Il y a quelques années des travaux de restauration furent demandés par la ville et l’évêché, avec des subventions des monuments historiques. Cette grande restauration débuta en 1978. Des artistes, des artisans, des ouvriers furent embauchés de toutes parts en France pour entreprendre les travaux nécessaires à la rénovation des tours et des statues.

 

 À la montée d’une des tours, les artistes furent accompagnés par un oiseau dans l’obscurité.
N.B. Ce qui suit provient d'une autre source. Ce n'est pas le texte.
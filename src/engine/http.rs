use tokio::sync::mpsc::UnboundedReceiver;

use crate::backend::{BackendClient, BackendError};
use crate::config::types::BackendConfig;

use super::interface::{Engine, EngineHandle, Event, Outcome, Request};

/// The real backend engine: performs HTTP calls against the screen-time service.
pub struct HttpEngine {
    client: BackendClient,
}

impl HttpEngine {
    pub fn new(config: &BackendConfig) -> Result<Self, BackendError> {
        Ok(Self {
            client: BackendClient::new(config)?,
        })
    }
}

impl Engine for HttpEngine {
    fn start(self) -> EngineHandle {
        let (tx, rx) = tokio::sync::mpsc::unbounded_channel::<Request>();
        let handle = EngineHandle::new(tx);
        let _ = std::thread::Builder::new()
            .name("playtime-engine".to_owned())
            .spawn(move || {
                let rt = tokio::runtime::Runtime::new().expect("tokio runtime init");
                rt.block_on(self.run_loop(rx));
            });
        handle
    }
}

impl HttpEngine {
    async fn run_loop(self, mut rx: UnboundedReceiver<Request>) {
        while let Some(req) = rx.recv().await {
            if matches!(req, Request::Shutdown) {
                break;
            }
            tracing::debug!("engine: received {}", req.name());
            // Calls are independent and never cancelled: a second update may
            // be issued before the first one has been answered.
            tokio::spawn(handle_request(req, self.client.clone()));
        }
        tracing::debug!("engine: shutting down");
    }
}

// ---------------------------------------------------------------------------
// Request dispatch
// ---------------------------------------------------------------------------

async fn handle_request(req: Request, client: BackendClient) {
    match req {
        Request::FetchSnapshot { reply_tx } => {
            let event = match client.fetch_snapshot().await {
                Ok(snapshot) => {
                    tracing::debug!(
                        "engine: sending SnapshotFetched apps={} limits={}",
                        snapshot.apps.len(),
                        snapshot.time_limit_settings.len()
                    );
                    Event::SnapshotFetched { snapshot }
                }
                Err(e) => {
                    tracing::error!("engine: FetchSnapshot error: {e}");
                    Event::SnapshotFailed {
                        message: e.to_string(),
                    }
                }
            };
            let _ = reply_tx.send(event);
        }

        Request::UpdateClassification {
            exe_name,
            is_game,
            reply_tx,
        } => {
            let outcome = log_outcome(
                "UpdateClassification",
                client.update_classification(&exe_name, is_game).await,
            );
            let _ = reply_tx.send(Event::ClassificationUpdated {
                exe_name,
                is_game,
                outcome,
            });
        }

        Request::UpdateGlobalLimit { limit, reply_tx } => {
            let outcome = log_outcome(
                "UpdateGlobalLimit",
                client.update_global_limit(limit).await,
            );
            let _ = reply_tx.send(Event::GlobalLimitUpdated { limit, outcome });
        }

        Request::UpdateAppLimit {
            exe_name,
            max_time,
            reply_tx,
        } => {
            let outcome = log_outcome(
                "UpdateAppLimit",
                client.update_app_limit(&exe_name, max_time).await,
            );
            let _ = reply_tx.send(Event::AppLimitUpdated {
                exe_name,
                max_time,
                outcome,
            });
        }

        Request::RefreshTimeLimits { reply_tx } => {
            let outcome = log_outcome("RefreshTimeLimits", client.refresh_time_limits().await);
            let _ = reply_tx.send(Event::TimeLimitsRefreshed { outcome });
        }

        Request::Shutdown => {}
    }
}

fn log_outcome(context: &str, result: Result<(), BackendError>) -> Outcome {
    match &result {
        Ok(()) => tracing::debug!("engine: {context} ok"),
        Err(e) if e.is_rejection() => tracing::warn!("engine: {context} {e}"),
        Err(e) => tracing::error!("engine: {context} failed: {e}"),
    }
    Outcome::from(result)
}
Mais quel était donc cet oiseau ?

 

Arrivés sur la plate-forme,   ils découvrirent une horde de corneilles qui s’évanouirent dans le ciel gris,  sauf une,  et cette corneille, semblait accueillir les nouveaux arrivants d’un air aussi espiègle qu’interrogateur.

«  Tiens, ce ne sont pas des visiteurs ordinaires ceux-là, pas d’appareil photo en bandoulière. Ce ne sont pas des touristes comme les autres ». pensa-t-elle.

 

Elle regarda les outils arriver, les uns après les autres, suivis de matériaux divers et comme elle était loin d’être bête, elle dit dans sa langue à elle en s’élançant dans le ciel, à son amie, sa cathédrale.

 

«  Eh bien ma chère, je crois qu’on va te refaire une beauté, je te raconterai tous les jours ce que je vois et que tu ne peux voir puisque je suis tes yeux et toi, ma vieille amie, tu es mon toit depuis que je suis née, comment ferais-je si tu n’étais pas là ? »

 

Martine Naudin-Niaussat L'HISTOIRE DU PETIT CHAT QUI ALLAIT A LA MESSE (extrait)

 

Je me présente à vous, amis des animaux, je m'appelle Gauguin. Je suis un beau chat, tout noir, j'ai de grands yeux verts, j'ai le caractère entier, on me dit « majestueux ».

Je reconnais être fier, cependant je suis très attaché à mes maîtres, je les suis partout, je ne dédaigne pas les bisous, les câlins et les bons soins que me prodigue celle qui est devenue ma maîtresse.

Parfois, je me demande, si ce n'est pas moi, qui suis un peu devenu son maître !

Bref ! Je suis un matou d'un âge avancé et au seuil de mes seize ans, blotti au chaud sur le canapé de ma maison, je me remémore, mon passé.

Ma vie a commencé en Normandie dans une ferme, près de Saint-Lô. Savez-vous que cette ville est la préfecture du Cotentin. C’est une magnifique région, où voisinent le bocage aussi vert que la couleur de mes yeux, la côte sauvage de la Hague et les impressionnantes dunes de Carteret avec la Manche baignant les îles anglo-normandes dans le lointain, je le sais car j'ai parcouru tout le pays avec ceux qui sont devenus mes parents adoptifs.

Un jour de marché à Saint-Lô, les maîtres de ma mère s'y sont rendus en prenant soin de tous nous emmener, ma maman, mes frères, mes sœurs et moi-même.

Nous étions les uns contre les autres dans un grand panier, beaucoup de gens sont venus nous voir, nous caresser et à cet instant, je ne savais pas que je serais arraché aux miens et ne les verrais plus.

J’ai eu un moment de panique quand je me suis retrouvé entre les mains de deux jeunes hommes blonds ; le bruit, qui venait de la place de la grande halle de l'hôtel de ville m'a si fortement effrayé que je me suis accroché comme je le pouvais avec mes petites griffes sur la poitrine de celui qui me tenait.

Le fait qu'il portât ce qu'on appelle chez les humains des vêtements noirs, comme mon pelage et celui de ma gentille maman, me rassura un peu.